The high personage was seated in his office, talking cheerfully with an old friend whom he had not seen for several years, when he was told that a gentleman named Akakievitch begged for the honour of an interview.

“Who is the man?” asked the Superintendent in a contemptuous tone.

“An official,” answered the servant.

“He must wait. I have no time to receive him now.”

The high personage lied; there was nothing in the way of his granting the desired audience. His friend and himself had already quite exhausted various topics of conversation. Many long, embarrassing pauses had occurred, during which they had lightly tapped each other on the shoulder, saying, “So it was, you see.”

“Yes, Stepan.”

But the Superintendent refused to receive the petitioner, in order to show his friend, who had quitted the public service and lived in the country, his own importance, and how officials must wait in the vestibule till he chose to receive them.

At last, after they had discussed various other subjects with other intervals of silence, during which the two friends leaned back in their chairs and blew cigarette smoke in the air, the Superintendent seemed suddenly to remember that someone had sought an interview with him. He called the secretary, who stood with a roll of papers in his hand at the door, and told him to admit the petitioner.

When he saw Akaki approaching with his humble expression, wearing his shabby old uniform, he turned round suddenly towards him and said “What do you want?” in a severe voice, accompanied by a vibrating intonation which at the time of receiving his promotion he had practised before the looking-glass for eight days.

The modest Akaki was quite taken aback by his harsh manner; however, he made an effort to recover his composure, and to relate how his cloak had been stolen, but did not do so without encumbering his narrative with a mass of superfluous detail. He added that he had applied to His Excellence in the hope that through his making a representation to the police inspector, or some other high personage, the cloak might be traced.

The Superintendent found Akaki's method of procedure somewhat unofficial. “Ah, sir,” he said, “don't you know what steps you ought to take in such a case? Don't you know the proper procedure? You should have handed in your petition at the chancellery. This in due course would have passed through the hands of the chief clerk and director of the bureau. It would then have been brought before my secretary, who would have made a communication to you.”

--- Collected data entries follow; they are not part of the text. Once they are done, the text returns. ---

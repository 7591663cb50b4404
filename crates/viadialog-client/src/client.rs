//! ViaDialog provisioning client.

use crate::auth::{Authenticator, Clock, SystemClock};
use crate::config::ViaDialogConfig;
use crate::entity::{Line, Service};
use crate::error::{ApiError, Result};
use crate::mapper::{LineMapper, RawRecord, ServiceMapper};
use crate::repository::{Gateway, LineRepository, ServiceRepository, WebhookRepository};
use crate::types::{
    AttachmentOutcome, Criteria, LineAddition, LineRemoval, ServicePayload, WebhookAttachment,
};
use reqwest::Client;
use serde_json::{json, Value};
use std::collections::HashSet;
use std::sync::Arc;
use std::time::Duration;
use tracing::{debug, info, instrument, warn};

/// Handoff profile given to lines attached through
/// [`ViaDialogClient::add_lines_to_service`].
const DEFAULT_HANDOFF: &str = "handoff1";

const UNAUTHORIZED: u16 = 401;

/// Entry point to the provisioning API.
///
/// Every operation first makes sure a valid bearer token is held, then makes
/// one call through a repository and maps the result. Failures are returned
/// unchanged; nothing is retried here.
#[derive(Clone)]
pub struct ViaDialogClient {
    auth: Arc<Authenticator>,
    services: ServiceRepository,
    lines: LineRepository,
    webhooks: WebhookRepository,
    service_mapper: ServiceMapper,
    line_mapper: LineMapper,
    company_id: i64,
}

impl ViaDialogClient {
    /// Create a new client. No request is made until the first operation.
    pub fn new(config: &ViaDialogConfig) -> std::result::Result<Self, ApiError> {
        Self::with_clock(config, Arc::new(SystemClock))
    }

    /// Create a client whose token expiry is judged by `clock`.
    pub fn with_clock(
        config: &ViaDialogConfig,
        clock: Arc<dyn Clock>,
    ) -> std::result::Result<Self, ApiError> {
        let client = Client::builder()
            .timeout(config.timeout)
            .connect_timeout(config.connect_timeout)
            .build()
            .map_err(|e| ApiError::new(format!("Failed to create HTTP client: {}", e)).with_source(e))?;

        let gateway = Gateway::new(client.clone(), config.base_url.clone());
        let auth = Authenticator::new(
            client,
            gateway.base_url(),
            config.credentials(),
            config.token_settings(),
        )
        .with_clock(clock);

        Ok(Self {
            auth: Arc::new(auth),
            services: ServiceRepository::new(gateway.clone()),
            lines: LineRepository::new(gateway.clone()),
            webhooks: WebhookRepository::new(gateway),
            service_mapper: ServiceMapper,
            line_mapper: LineMapper,
            company_id: config.company_id,
        })
    }

    /// The token manager shared by every clone of this client.
    pub fn authenticator(&self) -> &Authenticator {
        &self.auth
    }

    /// Exchange credentials now instead of on first use.
    pub async fn authenticate(&self) -> Result<()> {
        self.auth.access_token().await?;
        Ok(())
    }

    /// All lines, unpaged. Fails on the first malformed record.
    pub async fn get_line_list(&self) -> Result<Vec<Line>> {
        self.get_line_list_by(&Criteria::unpaged()).await
    }

    /// Lines matching `criteria`. Fails on the first malformed record.
    #[instrument(skip(self))]
    pub async fn get_line_list_by(&self, criteria: &Criteria) -> Result<Vec<Line>> {
        let token = self.auth.access_token().await?;
        let raws = self.checked(self.lines.find_by(&token, criteria).await).await?;
        Ok(self.line_mapper.map_all(&raws)?)
    }

    #[instrument(skip(self))]
    pub async fn get_service(&self, id: i64) -> Result<Service> {
        let token = self.auth.access_token().await?;
        let raw = self.checked(self.services.find(&token, id).await).await?;
        Ok(self.service_mapper.map_to_entity(&raw)?)
    }

    /// Services matching `criteria`. Fails on the first malformed record.
    #[instrument(skip(self))]
    pub async fn get_service_list(&self, criteria: &Criteria) -> Result<Vec<Service>> {
        let token = self.auth.access_token().await?;
        let raws = self.checked(self.services.find_by(&token, criteria).await).await?;
        Ok(self.service_mapper.map_all(&raws)?)
    }

    /// The service exactly as the provider returns it, including fields the
    /// entity does not model.
    #[instrument(skip(self))]
    pub async fn get_service_details(&self, id: i64) -> Result<RawRecord> {
        let token = self.auth.access_token().await?;
        Ok(self.checked(self.services.find(&token, id).await).await?)
    }

    /// Update a service from an entity or a raw record.
    #[instrument(skip(self, data))]
    pub async fn update_service(&self, id: i64, data: impl Into<ServicePayload>) -> Result<Service> {
        let raw = self.update_service_raw(id, &data.into().into_raw()).await?;
        Ok(self.service_mapper.map_to_entity(&raw)?)
    }

    /// Update a service and return the raw response.
    #[instrument(skip(self, data))]
    pub async fn update_service_raw(&self, id: i64, data: &RawRecord) -> Result<RawRecord> {
        let token = self.auth.access_token().await?;
        let raw = self.checked(self.services.update(&token, id, data).await).await?;
        info!(service_id = id, "Service updated");
        Ok(raw)
    }

    #[instrument(skip(self, data))]
    pub async fn create_service(&self, data: &RawRecord) -> Result<RawRecord> {
        let token = self.auth.access_token().await?;
        let raw = self.checked(self.services.create(&token, data).await).await?;
        info!(service_id = ?raw.get("id"), "Service created");
        Ok(raw)
    }

    /// Attach new numbers to a service, keeping everything else as is.
    ///
    /// Numbers the service already carries (as `commercial` or `technique`)
    /// are reported rather than sent. Nothing is written when no number is
    /// new.
    #[instrument(skip(self))]
    pub async fn add_lines_to_service(&self, id: i64, numbers: &[String]) -> Result<LineAddition> {
        let mut details = self.get_service_details(id).await?;

        let mut entries = match details.remove("sdaLists") {
            Some(Value::Array(entries)) => entries,
            _ => Vec::new(),
        };
        let lines_before = entries.len();

        let mut known = HashSet::new();
        for entry in &entries {
            for key in ["commercial", "technique"] {
                if let Some(number) = entry.get(key).and_then(Value::as_str) {
                    known.insert(number.to_string());
                }
            }
        }

        let (mut added, mut already_present) = (Vec::new(), Vec::new());
        for number in numbers {
            if known.insert(number.clone()) {
                added.push(number.clone());
            } else {
                already_present.push(number.clone());
            }
        }

        if added.is_empty() {
            warn!(service_id = id, "Every requested number is already on the service");
            return Ok(LineAddition {
                added,
                already_present,
                lines_before,
                service: None,
            });
        }

        entries.extend(added.iter().map(|number| {
            json!({
                "noir": number,
                "technique": number,
                "commercial": number,
                "handoff": DEFAULT_HANDOFF,
                "scriptId": null,
                "scriptVersion": null,
                "companyId": self.company_id,
                "weight": null,
                "legacyId": null
            })
        }));
        details.insert("sdaLists".into(), Value::Array(entries));

        let service = self.update_service_raw(id, &details).await?;
        info!(
            service_id = id,
            added = added.len(),
            skipped = already_present.len(),
            "Lines attached to service"
        );

        Ok(LineAddition {
            added,
            already_present,
            lines_before,
            service: Some(service),
        })
    }

    /// Detach every line from a service, `batch_size` lines per update,
    /// then disable it.
    ///
    /// The last update carries `enable: false`; a service without lines gets
    /// that single update. `pause` separates consecutive updates. The first
    /// failing update aborts the removal.
    #[instrument(skip(self))]
    pub async fn remove_lines_from_service(
        &self,
        id: i64,
        batch_size: usize,
        pause: Duration,
    ) -> Result<LineRemoval> {
        let mut details = self.get_service_details(id).await?;

        let mut remaining = match details.remove("sdaLists") {
            Some(Value::Array(entries)) => entries,
            _ => Vec::new(),
        };
        let batch_size = batch_size.max(1);
        let mut removal = LineRemoval {
            lines_before: remaining.len(),
            removed: 0,
            batches: 0,
        };

        loop {
            let count = batch_size.min(remaining.len());
            remaining = remaining.split_off(count);
            let last = remaining.is_empty();

            details.insert("sdaLists".into(), Value::Array(remaining.clone()));
            if last {
                details.insert("enable".into(), Value::Bool(false));
            }
            self.update_service_raw(id, &details).await?;

            removal.removed += count;
            removal.batches += 1;
            debug!(
                service_id = id,
                batch = removal.batches,
                removed = count,
                left = remaining.len(),
                "Line batch removed"
            );

            if last {
                break;
            }
            if !pause.is_zero() {
                tokio::time::sleep(pause).await;
            }
        }

        info!(
            service_id = id,
            removed = removal.removed,
            batches = removal.batches,
            "Lines removed and service disabled"
        );
        Ok(removal)
    }

    /// One page of webhooks.
    pub async fn list_webhooks(&self, size: u32, page: u32) -> Result<Vec<RawRecord>> {
        let token = self.auth.access_token().await?;
        let result = self
            .webhooks
            .find_all(&token, &Criteria::paged(size, page))
            .await;
        Ok(self.checked(result).await?)
    }

    pub async fn update_webhook(&self, data: &RawRecord) -> Result<RawRecord> {
        let token = self.auth.access_token().await?;
        let raw = self.checked(self.webhooks.update(&token, data).await).await?;
        info!(webhook_id = ?data.get("id"), "Webhook updated");
        Ok(raw)
    }

    /// Subscribe a service to each of `webhook_ids`.
    ///
    /// Webhooks already listing the service are left untouched. Unknown ids
    /// are reported, not treated as errors.
    #[instrument(skip(self))]
    pub async fn add_service_to_webhooks(
        &self,
        service_id: i64,
        webhook_ids: &[i64],
    ) -> Result<Vec<WebhookAttachment>> {
        let webhooks = self.list_webhooks(1000, 0).await?;
        let mut results = Vec::with_capacity(webhook_ids.len());

        for &webhook_id in webhook_ids {
            let Some(webhook) = webhooks
                .iter()
                .find(|w| w.get("id").and_then(Value::as_i64) == Some(webhook_id))
            else {
                warn!(webhook_id, "Webhook not found");
                results.push(WebhookAttachment {
                    webhook_id,
                    webhook_label: None,
                    outcome: AttachmentOutcome::NotFound,
                });
                continue;
            };

            let label = webhook
                .get("label")
                .and_then(Value::as_str)
                .map(str::to_string);
            let channels = webhook
                .get("serviceChannelIds")
                .and_then(Value::as_array)
                .cloned()
                .unwrap_or_default();

            if channels.iter().any(|id| id.as_i64() == Some(service_id)) {
                info!(service_id, webhook_id, "Service already attached to webhook");
                results.push(WebhookAttachment {
                    webhook_id,
                    webhook_label: label,
                    outcome: AttachmentOutcome::AlreadyPresent,
                });
                continue;
            }

            let mut updated = webhook.clone();
            let mut channels = channels;
            channels.push(json!(service_id));
            updated.insert("serviceChannelIds".into(), Value::Array(channels));
            self.update_webhook(&updated).await?;

            info!(service_id, webhook_id, "Service attached to webhook");
            results.push(WebhookAttachment {
                webhook_id,
                webhook_label: label,
                outcome: AttachmentOutcome::Added,
            });
        }

        Ok(results)
    }

    /// Drop the cached token when the API rejects it, so the next call
    /// exchanges credentials again. The failed call itself is not retried.
    async fn checked<T>(
        &self,
        result: std::result::Result<T, ApiError>,
    ) -> std::result::Result<T, ApiError> {
        if let Err(err) = &result {
            if err.code() == Some(UNAUTHORIZED) {
                warn!("Bearer token rejected, discarding it");
                self.auth.invalidate().await;
            }
        }
        result
    }
}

“Allow me,” replied Akaki, making a strenuous effort to preserve the remnants of his presence of mind, for he felt that the perspiration stood on his forehead, “allow me to remark to Your Excellence that I ventured to trouble you personally in this matter because secretaries – secretaries are a hopeless kind of people.”

“What! How! Is it possible?” exclaimed the Superintendent. “How could you say such a thing? Where have you got your ideas from? It is disgraceful to see young people so rebellious towards their superiors.” In his official zeal the Superintendent overlooked the fact that the titular councillor was well on in the fifties, and that the word “young” could only apply to him conditionally, i.e. in comparison with a man of seventy. “Do you also know,” he continued, “with whom you are speaking? Do you consider before whom you are standing? Do you consider, I ask you, do you consider?” As he spoke, he stamped his foot, and his voice grew deeper.

Akaki was quite upset – nay, thoroughly frightened; he trembled and shook and could hardly remain standing upright. Unless one of the office servants had hurried to help him, he would have fallen to the ground. As it was, he was dragged out almost unconscious.

But the Superintendent was quite delighted at the effect he had produced. It exceeded all his expectations, and filled with satisfaction at the fact that his words made such an impression on a middle-aged man that he lost consciousness, he cast a side-glance at his friend to see what effect the scene had produced on him. His self-satisfaction was further increased when he observed that his friend also was moved, and looked at him half-timidly.

Akaki had no idea how he got down the stairs and crossed the street, for he felt more dead than alive. In his whole life he had never been so scolded by a superior official, let alone one whom he had never seen before.

He wandered in the storm which raged without taking the least care of himself, nor sheltering himself on the side-walk against its fury. The wind, which blew from all sides and out of all the narrow streets, caused him to contract inflammation of the throat. When he reached home he was unable to speak a word, and went straight to bed.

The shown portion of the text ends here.